Saturday, November 13, 2010 Karma, Manners and the MTA

The other day I was rushing to catch a train. I shoved my husbands credit card in the machine, ordered two round trips picked up my ticket and ran. Leaving the second ticket behind. $18.50 out the window. May the guy behind me in line, who OBVIOUSLY took my ticket, experience an equal upsetment.

Yesterday (actually this morning) while coming home on the 1:12 train, I sat next to a woman I'd seen moments before frantically trying to locate her train. I sat in the aisle seat with my ear buds, my chocolate bar and my diet Sprite, ready to endure the ride home after a ridiculously long day.

So this woman, who was sitting there enjoying her own chocolate bar, starts filing her nails! In public! Now this is a pet peeve of mine. It's gross. It's also very unsanitary.
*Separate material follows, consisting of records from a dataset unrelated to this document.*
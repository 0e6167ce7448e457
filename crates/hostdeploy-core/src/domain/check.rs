//! Status check conclusions rendered from deployment results.

use serde::{Deserialize, Serialize};

use super::result::{DeployFailure, DeploySuccess};
use super::target::DeployMode;
use crate::comment::urls_markdown;

#[derive(Debug, Clone, Copy, Serialize, Deserialize, PartialEq, Eq)]
#[serde(rename_all = "snake_case")]
pub enum CheckConclusion {
    Success,
    Failure,
}

/// Final state written to a status check when its target settles.
#[derive(Debug, Clone, Serialize, Deserialize, PartialEq, Eq)]
pub struct CheckDetails {
    pub conclusion: CheckConclusion,
    pub title: String,
    /// Markdown summary.
    pub summary: String,
    pub details_url: Option<String>,
}

impl CheckDetails {
    pub fn for_success(success: &DeploySuccess) -> Self {
        let (title, summary) = match success {
            DeploySuccess::Channel(_) => (
                "Deploy preview succeeded".to_string(),
                urls_markdown(&success.urls()),
            ),
            DeploySuccess::Production(production) => (
                "Production deploy succeeded".to_string(),
                format!("[{}]({})", production.hostname, production.url),
            ),
        };
        Self {
            conclusion: CheckConclusion::Success,
            title,
            summary,
            details_url: success.details_url().map(str::to_string),
        }
    }

    pub fn for_failure(mode: DeployMode, failure: &DeployFailure) -> Self {
        let title = match mode {
            DeployMode::Preview => "Deploy preview failed",
            DeployMode::Production => "Production deploy failed",
        };
        Self {
            conclusion: CheckConclusion::Failure,
            title: title.to_string(),
            summary: format!("Error: {}", failure.message),
            details_url: None,
        }
    }
}
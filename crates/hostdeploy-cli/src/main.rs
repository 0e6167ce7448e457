//! hostdeploy - Firebase Hosting deploys from GitHub Actions
//!
//! Deploys one or more packages to a preview channel (or to the live site
//! when the channel is `live`), reports one check run per package and keeps
//! a single up-to-date comment on the pull request.
//!
//! All inputs are read from the `INPUT_*` variables the Actions runner sets,
//! so the binary runs without arguments inside a workflow.

mod action;
mod config;

use std::process::ExitCode;

use anyhow::{Context, Result};
use clap::Parser;
use hostdeploy_ci::workflow::error_annotation;
use hostdeploy_ci::ActionContext;
use tracing::{error, info, Level};

use crate::action::run_action;
use crate::config::{ActionConfig, ActionInputs};

#[derive(Parser)]
#[command(name = "hostdeploy")]
#[command(author = "Stevedores Org")]
#[command(version = env!("CARGO_PKG_VERSION"))]
#[command(about = "Deploy Firebase Hosting previews and production from GitHub Actions", long_about = None)]
struct Cli {
    /// Enable verbose output
    #[arg(short, long)]
    verbose: bool,

    /// Emit JSON-formatted log lines
    #[arg(long)]
    json: bool,

    #[command(flatten)]
    inputs: ActionInputs,
}

#[tokio::main]
async fn main() -> ExitCode {
    let cli = Cli::parse();

    let level = if cli.verbose {
        Level::DEBUG
    } else {
        Level::INFO
    };
    hostdeploy_core::init_tracing(cli.json, level);

    match execute(cli.inputs).await {
        Ok(true) => ExitCode::SUCCESS,
        Ok(false) => ExitCode::FAILURE,
        Err(e) => {
            error!(error = ?e, "Action failed");
            error_annotation(None, &format!("{e:#}"));
            ExitCode::FAILURE
        }
    }
}

/// `Ok(false)` when at least one target failed to deploy.
async fn execute(inputs: ActionInputs) -> Result<bool> {
    let config = ActionConfig::from_inputs(inputs).context("Invalid action inputs")?;
    let ctx = ActionContext::from_env().context("Failed to read the GitHub Actions context")?;

    let run = run_action(&config, &ctx).await?;
    info!(
        mode = run.mode.as_str(),
        succeeded = run.passed_count(),
        failed = run.failed_count(),
        duration_ms = run.duration_ms,
        "Deploy run complete"
    );
    Ok(run.all_succeeded())
}
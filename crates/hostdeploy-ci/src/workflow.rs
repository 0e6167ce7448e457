//! GitHub Actions workflow commands and step outputs.

use std::fs::OpenOptions;
use std::io::Write;
use std::path::Path;

use hostdeploy_core::{DeploySuccess, Result};
use uuid::Uuid;

/// Step outputs, populated from the first successful target.
#[derive(Debug, Clone, Default, PartialEq, Eq)]
pub struct ActionOutputs {
    pub urls: Vec<String>,
    pub expire_time: Option<String>,
    pub details_url: Option<String>,
}

impl ActionOutputs {
    pub fn from_success(success: &DeploySuccess) -> Self {
        Self {
            urls: success.urls().into_iter().map(str::to_string).collect(),
            expire_time: success.expire_time().map(|t| t.to_rfc3339()),
            details_url: success.details_url().map(str::to_string),
        }
    }

    /// `(name, value)` pairs; outputs without a value are omitted.
    pub fn pairs(&self) -> Result<Vec<(&'static str, String)>> {
        let mut pairs = vec![("urls", serde_json::to_string(&self.urls)?)];
        if let Some(expire_time) = &self.expire_time {
            pairs.push(("expire_time", expire_time.clone()));
        }
        if let Some(details_url) = &self.details_url {
            pairs.push(("details_url", details_url.clone()));
        }
        Ok(pairs)
    }

    /// Append the outputs to the `GITHUB_OUTPUT` file at `path`.
    pub fn write_to(&self, path: &Path) -> Result<()> {
        let mut file = OpenOptions::new().create(true).append(true).open(path)?;
        for (name, value) in self.pairs()? {
            let delimiter = format!("ghadelimiter_{}", Uuid::new_v4());
            writeln!(file, "{name}<<{delimiter}")?;
            writeln!(file, "{value}")?;
            writeln!(file, "{delimiter}")?;
        }
        Ok(())
    }
}

/// Start a collapsible log group.
pub fn start_group(name: &str) {
    println!("::group::{}", escape_data(name));
}

pub fn end_group() {
    println!("::endgroup::");
}

/// Emit an error annotation, optionally titled.
pub fn error_annotation(title: Option<&str>, message: &str) {
    println!("{}", error_command(title, message));
}

fn error_command(title: Option<&str>, message: &str) -> String {
    match title {
        Some(title) => format!("::error title={}::{}", escape_property(title), escape_data(message)),
        None => format!("::error::{}", escape_data(message)),
    }
}

fn escape_data(value: &str) -> String {
    value
        .replace('%', "%25")
        .replace('\r', "%0D")
        .replace('\n', "%0A")
}

fn escape_property(value: &str) -> String {
    escape_data(value).replace(':', "%3A").replace(',', "%2C")
}
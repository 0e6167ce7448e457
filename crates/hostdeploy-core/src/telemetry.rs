//! Centralised tracing initialisation for hostdeploy binaries.
//!
//! Call [`init_tracing`] once at program start. Later calls are ignored
//! because the global subscriber can only be set once per process.

use tracing::Level;
use tracing_subscriber::layer::SubscriberExt;
use tracing_subscriber::util::SubscriberInitExt;
use tracing_subscriber::{fmt, EnvFilter};

/// Initialise the global tracing subscriber.
///
/// * `json` emits newline-delimited JSON log lines.
/// * `level` is the default verbosity when `RUST_LOG` is not set.
///
/// Logs go to stderr so that stdout stays reserved for GitHub Actions
/// workflow commands (`::group::`, `::error::`).
pub fn init_tracing(json: bool, level: Level) {
    let env_filter =
        EnvFilter::try_from_default_env().unwrap_or_else(|_| EnvFilter::new(level.as_str()));

    if json {
        tracing_subscriber::registry()
            .with(env_filter)
            .with(
                fmt::layer()
                    .with_target(false)
                    .with_writer(std::io::stderr)
                    .json(),
            )
            .try_init()
            .ok();
    } else {
        tracing_subscriber::registry()
            .with(env_filter)
            .with(fmt::layer().with_target(false).with_writer(std::io::stderr))
            .try_init()
            .ok();
    }
}
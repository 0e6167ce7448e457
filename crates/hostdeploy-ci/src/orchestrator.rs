//! Concurrent deploy orchestration.

use std::path::PathBuf;
use std::sync::Arc;
use std::time::Instant;

use hostdeploy_core::obs::{
    emit_check_error, emit_deploy_finished, emit_deploy_started, emit_run_finished,
    emit_run_started, target_span,
};
use hostdeploy_core::{
    CheckDetails, CommentEntry, DeployFailure, DeployMode, DeploySuccess, DeploymentResult,
    DeploymentTarget,
};
use tracing::{info, warn, Instrument};

use crate::classify::classify;
use crate::invoker::DeployInvoker;
use crate::status::{LogStatusReporter, StatusCheck, StatusReporter};

/// Settled result of one target.
#[derive(Debug, Clone)]
pub struct TargetOutcome {
    pub target: DeploymentTarget,
    pub result: DeploymentResult,
    pub duration_ms: u64,
}

/// Result of a complete orchestrator run, one outcome per target in input
/// order.
#[derive(Debug, Clone)]
pub struct DeployRun {
    pub mode: DeployMode,
    pub outcomes: Vec<TargetOutcome>,
    pub duration_ms: u64,
}

impl DeployRun {
    pub fn passed_count(&self) -> usize {
        self.outcomes.iter().filter(|o| o.result.is_success()).count()
    }

    pub fn failed_count(&self) -> usize {
        self.outcomes.iter().filter(|o| !o.result.is_success()).count()
    }

    pub fn all_succeeded(&self) -> bool {
        self.failed_count() == 0
    }

    pub fn results(&self) -> Vec<&DeploymentResult> {
        self.outcomes.iter().map(|o| &o.result).collect()
    }

    /// First successful target in input order; feeds the legacy outputs.
    pub fn first_success(&self) -> Option<&DeploySuccess> {
        self.outcomes.iter().find_map(|o| o.result.success())
    }

    /// Comment sections for the successful subset, in input order.
    pub fn comment_entries(&self) -> Vec<CommentEntry> {
        self.outcomes
            .iter()
            .filter_map(|o| {
                o.result
                    .success()
                    .map(|success| CommentEntry::new(o.target.name.clone(), success.clone()))
            })
            .collect()
    }

    /// `(package, message)` for every failed target.
    pub fn failures(&self) -> Vec<(&str, &DeployFailure)> {
        self.outcomes
            .iter()
            .filter_map(|o| o.result.failure().map(|f| (o.target.name.as_str(), f)))
            .collect()
    }
}

/// Deploy orchestrator: fans out one task per target and joins them all.
pub struct DeployOrchestrator {
    invoker: Arc<dyn DeployInvoker>,
    reporter: Arc<dyn StatusReporter>,
    credentials: PathBuf,
}

impl DeployOrchestrator {
    /// Without a reporter, check details are only logged.
    pub fn new(
        invoker: Arc<dyn DeployInvoker>,
        credentials: impl Into<PathBuf>,
        reporter: Option<Arc<dyn StatusReporter>>,
    ) -> Self {
        Self {
            invoker,
            reporter: reporter.unwrap_or_else(|| Arc::new(LogStatusReporter)),
            credentials: credentials.into(),
        }
    }

    /// Deploy every target concurrently and wait for all of them.
    ///
    /// A failing or panicking target never affects its siblings: its error
    /// lands in its own slot of the returned run.
    pub async fn run(&self, targets: Vec<DeploymentTarget>, mode: DeployMode) -> DeployRun {
        let start = Instant::now();
        emit_run_started(mode, targets.len());

        let handles: Vec<_> = targets
            .iter()
            .cloned()
            .map(|target| {
                let invoker = Arc::clone(&self.invoker);
                let reporter = Arc::clone(&self.reporter);
                let credentials = self.credentials.clone();
                let span = target_span(&target.name);
                tokio::spawn(
                    async move { deploy_target(invoker, reporter, credentials, target, mode).await }
                        .instrument(span),
                )
            })
            .collect();

        let settled = futures::future::join_all(handles).await;

        let outcomes: Vec<TargetOutcome> = targets
            .into_iter()
            .zip(settled)
            .map(|(target, joined)| match joined {
                Ok((result, duration_ms)) => TargetOutcome {
                    target,
                    result,
                    duration_ms,
                },
                Err(e) => {
                    warn!(target = %target.name, error = %e, "Deploy task did not complete");
                    TargetOutcome {
                        result: DeploymentResult::Error(DeployFailure::new(
                            format!("deploy task for '{}' aborted: {}", target.name, e),
                            "",
                        )),
                        target,
                        duration_ms: 0,
                    }
                }
            })
            .collect();

        let run = DeployRun {
            mode,
            outcomes,
            duration_ms: start.elapsed().as_millis() as u64,
        };
        emit_run_finished(run.duration_ms, run.passed_count(), run.failed_count());
        run
    }
}

async fn deploy_target(
    invoker: Arc<dyn DeployInvoker>,
    reporter: Arc<dyn StatusReporter>,
    credentials: PathBuf,
    target: DeploymentTarget,
    mode: DeployMode,
) -> (DeploymentResult, u64) {
    let start = Instant::now();

    let check: Option<Box<dyn StatusCheck>> = match reporter.begin(&target).await {
        Ok(check) => Some(check),
        Err(e) => {
            emit_check_error(&target.name, "create", &e);
            None
        }
    };

    emit_deploy_started(&target.name, mode);
    // Invoke in a child task so a panic still reaches the check below.
    let deploy = {
        let target = target.clone();
        tokio::spawn(
            async move {
                let invoked = match mode {
                    DeployMode::Preview => invoker.deploy_preview(&credentials, &target).await,
                    DeployMode::Production => {
                        invoker.deploy_production(&credentials, &target).await
                    }
                };
                match invoked {
                    Ok(raw) => classify(mode, &target, raw),
                    Err(e) => DeploymentResult::Error(DeployFailure::new(e.to_string(), "")),
                }
            }
            .in_current_span(),
        )
    };
    let result = match deploy.await {
        Ok(result) => result,
        Err(e) => DeploymentResult::Error(DeployFailure::new(
            format!("deploy task for '{}' aborted: {}", target.name, e),
            "",
        )),
    };

    let details = match &result {
        DeploymentResult::Success(success) => {
            info!(urls = ?success.urls(), "Deploy succeeded");
            CheckDetails::for_success(success)
        }
        DeploymentResult::Error(failure) => {
            warn!(error = %failure.message, "Deploy failed");
            CheckDetails::for_failure(mode, failure)
        }
    };

    if let Some(check) = check {
        if let Err(e) = check.finish(&details).await {
            emit_check_error(&target.name, "finish", &e);
        }
    }

    let duration_ms = start.elapsed().as_millis() as u64;
    emit_deploy_finished(&target.name, result.is_success(), duration_ms);
    (result, duration_ms)
}
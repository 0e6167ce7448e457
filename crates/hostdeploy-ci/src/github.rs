//! Minimal GitHub REST client: issue comments and check runs.

use std::time::Duration;

use chrono::Utc;
use hostdeploy_core::{CheckDetails, DeployError};
use serde::de::DeserializeOwned;
use serde::{Deserialize, Serialize};
use serde_json::json;
use thiserror::Error;

/// Comments are listed in pages of this size.
const PAGE_SIZE: usize = 100;

/// Errors returned by the GitHub REST client.
#[derive(Error, Debug)]
pub enum GithubError {
    #[error("invalid github client configuration: {0}")]
    Config(String),

    #[error("github api {operation} request failed: {source}")]
    Transport {
        operation: &'static str,
        #[source]
        source: reqwest::Error,
    },

    #[error("github api {operation} failed with status {status}: {body}")]
    Status {
        operation: &'static str,
        status: u16,
        body: String,
    },

    #[error("failed to decode github {operation}: {source}")]
    Decode {
        operation: &'static str,
        #[source]
        source: reqwest::Error,
    },
}

/// `owner/name` coordinates of a repository.
#[derive(Debug, Clone, PartialEq, Eq, Serialize, Deserialize)]
pub struct RepoRef {
    pub owner: String,
    pub name: String,
}

impl RepoRef {
    pub fn parse(value: &str) -> hostdeploy_core::Result<Self> {
        let mut parts = value.trim().splitn(2, '/');
        let owner = parts.next().unwrap_or_default().trim();
        let name = parts.next().unwrap_or_default().trim();
        if owner.is_empty() || name.is_empty() || name.contains('/') {
            return Err(DeployError::InvalidConfig(format!(
                "repository must be 'owner/name', got '{value}'"
            )));
        }
        Ok(Self {
            owner: owner.to_string(),
            name: name.to_string(),
        })
    }
}

impl std::fmt::Display for RepoRef {
    fn fmt(&self, f: &mut std::fmt::Formatter<'_>) -> std::fmt::Result {
        write!(f, "{}/{}", self.owner, self.name)
    }
}

#[derive(Debug, Clone, PartialEq, Eq, Serialize, Deserialize)]
pub struct CommentAuthor {
    pub login: String,
    /// `User`, `Bot` or `Organization`.
    #[serde(rename = "type")]
    pub kind: String,
}

#[derive(Debug, Clone, PartialEq, Eq, Serialize, Deserialize)]
pub struct IssueComment {
    pub id: u64,
    #[serde(default)]
    pub body: Option<String>,
    #[serde(default)]
    pub user: Option<CommentAuthor>,
}

impl IssueComment {
    /// Whether the comment was written by an automation account.
    pub fn is_by_bot(&self) -> bool {
        self.user.as_ref().is_some_and(|user| user.kind == "Bot")
    }

    pub fn body_contains(&self, needle: &str) -> bool {
        self.body.as_deref().is_some_and(|body| body.contains(needle))
    }
}

#[derive(Debug, Clone, PartialEq, Eq, Deserialize)]
pub struct CheckRun {
    pub id: u64,
}

#[derive(Clone)]
pub struct GithubClient {
    http: reqwest::Client,
    api_base: String,
}

impl GithubClient {
    pub fn new(api_base: &str, token: &str, request_timeout: Duration) -> Result<Self, GithubError> {
        let mut headers = reqwest::header::HeaderMap::new();
        headers.insert(
            reqwest::header::USER_AGENT,
            reqwest::header::HeaderValue::from_static("hostdeploy"),
        );
        headers.insert(
            reqwest::header::ACCEPT,
            reqwest::header::HeaderValue::from_static("application/vnd.github+json"),
        );
        headers.insert(
            "x-github-api-version",
            reqwest::header::HeaderValue::from_static("2022-11-28"),
        );
        let auth_header = format!("Bearer {}", token.trim());
        headers.insert(
            reqwest::header::AUTHORIZATION,
            reqwest::header::HeaderValue::from_str(&auth_header)
                .map_err(|_| GithubError::Config("invalid github authorization header".to_string()))?,
        );

        let http = reqwest::Client::builder()
            .default_headers(headers)
            .timeout(request_timeout)
            .build()
            .map_err(|e| GithubError::Config(e.to_string()))?;
        Ok(Self {
            http,
            api_base: api_base.trim_end_matches('/').to_string(),
        })
    }

    /// List every comment on an issue or pull request, oldest first.
    pub async fn list_issue_comments(
        &self,
        repo: &RepoRef,
        issue_number: u64,
    ) -> Result<Vec<IssueComment>, GithubError> {
        let url = format!(
            "{}/repos/{}/{}/issues/{}/comments",
            self.api_base, repo.owner, repo.name, issue_number
        );
        let mut page = 1_u32;
        let mut rows = Vec::new();
        loop {
            let page_value = page.to_string();
            let chunk: Vec<IssueComment> = self
                .send_json(
                    "list issue comments",
                    self.http.get(&url).query(&[
                        ("per_page", "100"),
                        ("page", page_value.as_str()),
                    ]),
                )
                .await?;
            let chunk_len = chunk.len();
            rows.extend(chunk);
            if chunk_len < PAGE_SIZE {
                break;
            }
            page = page.saturating_add(1);
        }
        Ok(rows)
    }

    pub async fn create_issue_comment(
        &self,
        repo: &RepoRef,
        issue_number: u64,
        body: &str,
    ) -> Result<IssueComment, GithubError> {
        self.send_json(
            "create issue comment",
            self.http
                .post(format!(
                    "{}/repos/{}/{}/issues/{}/comments",
                    self.api_base, repo.owner, repo.name, issue_number
                ))
                .json(&json!({ "body": body })),
        )
        .await
    }

    pub async fn update_issue_comment(
        &self,
        repo: &RepoRef,
        comment_id: u64,
        body: &str,
    ) -> Result<IssueComment, GithubError> {
        self.send_json(
            "update issue comment",
            self.http
                .patch(format!(
                    "{}/repos/{}/{}/issues/comments/{}",
                    self.api_base, repo.owner, repo.name, comment_id
                ))
                .json(&json!({ "body": body })),
        )
        .await
    }

    /// Create an in-progress check run on `head_sha`.
    pub async fn create_check_run(
        &self,
        repo: &RepoRef,
        name: &str,
        head_sha: &str,
    ) -> Result<CheckRun, GithubError> {
        self.send_json(
            "create check run",
            self.http
                .post(format!(
                    "{}/repos/{}/{}/check-runs",
                    self.api_base, repo.owner, repo.name
                ))
                .json(&json!({
                    "name": name,
                    "head_sha": head_sha,
                    "status": "in_progress",
                })),
        )
        .await
    }

    /// Mark a check run completed with the given conclusion and output.
    pub async fn complete_check_run(
        &self,
        repo: &RepoRef,
        check_run_id: u64,
        details: &CheckDetails,
    ) -> Result<CheckRun, GithubError> {
        let mut payload = json!({
            "status": "completed",
            "completed_at": Utc::now().to_rfc3339(),
            "conclusion": details.conclusion,
            "output": {
                "title": details.title,
                "summary": details.summary,
            },
        });
        if let Some(url) = &details.details_url {
            payload["details_url"] = json!(url);
        }
        self.send_json(
            "update check run",
            self.http
                .patch(format!(
                    "{}/repos/{}/{}/check-runs/{}",
                    self.api_base, repo.owner, repo.name, check_run_id
                ))
                .json(&payload),
        )
        .await
    }

    async fn send_json<T: DeserializeOwned>(
        &self,
        operation: &'static str,
        request: reqwest::RequestBuilder,
    ) -> Result<T, GithubError> {
        let response = request
            .send()
            .await
            .map_err(|source| GithubError::Transport { operation, source })?;
        let status = response.status();
        if !status.is_success() {
            let body = response.text().await.unwrap_or_default();
            return Err(GithubError::Status {
                operation,
                status: status.as_u16(),
                body: truncate_for_error(&body, 800),
            });
        }
        response
            .json::<T>()
            .await
            .map_err(|source| GithubError::Decode { operation, source })
    }
}

fn truncate_for_error(body: &str, max_chars: usize) -> String {
    if body.chars().count() <= max_chars {
        return body.to_string();
    }
    let mut truncated: String = body.chars().take(max_chars).collect();
    truncated.push_str("...");
    truncated
}
//! Tracked pull-request comment rendering.
//!
//! The comment lists every successfully deployed package with its URLs,
//! expiry and signature. Its footer carries [`TRACKING_TOKEN`], which is how
//! later runs find the comment again to update it in place.

use chrono::{DateTime, Utc};
use serde::{Deserialize, Serialize};

use crate::domain::DeploySuccess;
use crate::signature::derive_signature;

/// Opaque marker identifying the tracked comment. Must never change.
pub const TRACKING_TOKEN: &str = "65f014ba-2d77-4f11-bbac-0117b42f907b";

/// One package section of the comment.
#[derive(Debug, Clone, Serialize, Deserialize, PartialEq, Eq)]
pub struct CommentEntry {
    pub package: String,
    pub deployment: DeploySuccess,
}

impl CommentEntry {
    pub fn new(package: impl Into<String>, deployment: DeploySuccess) -> Self {
        Self {
            package: package.into(),
            deployment,
        }
    }
}

/// A single URL renders as one inline link; several become a list.
pub fn urls_markdown(urls: &[&str]) -> String {
    match urls {
        [url] => format!("[{url}]({url})"),
        _ => urls
            .iter()
            .map(|url| format!("- [{url}]({url})"))
            .collect::<Vec<_>>()
            .join("\n"),
    }
}

/// RFC 1123 date, e.g. `Sun, 25 Oct 2026 12:00:00 GMT`.
pub fn format_expiry(time: &DateTime<Utc>) -> String {
    time.format("%a, %d %b %Y %H:%M:%S GMT").to_string()
}

/// Render the comment body for `entries`, in order.
pub fn render_comment(entries: &[CommentEntry], commit_short_sha: &str) -> String {
    let mut md = format!(
        "Visit the preview URL for this PR (updated for commit {}):\n\n",
        commit_short_sha
    );

    for entry in entries {
        md.push_str(&format!("**{}**\n", entry.package));
        md.push_str(&urls_markdown(&entry.deployment.urls()));
        md.push('\n');
        if let Some(expire_time) = entry.deployment.expire_time() {
            md.push_str(&format!(
                "<sub>(expires {})</sub>\n",
                format_expiry(&expire_time)
            ));
        }
        md.push_str(&format!(
            "<sub>Sign: {}</sub>\n\n",
            derive_signature(&entry.deployment)
        ));
    }

    md.push_str(&format!("<sub>id: {}</sub>", TRACKING_TOKEN));
    md
}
Health departments don't inspect nail salons because they want to fill their days with nonsense. They do it because bacteria love fingernails and people can get infections when equipment isn't used properly or sanitarily.

So as she's aerating her biological components I put my candy bar away - wanting so badly to turn to her and tell her off. And if the train wasn't so packed with hockey fans I would have switched seats with a disgusted demeanor. But I couldn't do either, so I turned up my music and tried my best to ignore her.

Then she starts clipping them! ICK! You heard me! Clipping her fucking nails in public on the train. There is no viler sound than a nail clipper. Again I wanted to turn to her and tell her off, but I just wasn't up for the confrontation. So I turned the music up even more.

If I heard something coming over the loudspeaker I took out an ear bud to confirm I was on the right train and after a few announcements and a manicure the train finally took off. Forty-five more minutes and I can go to bed!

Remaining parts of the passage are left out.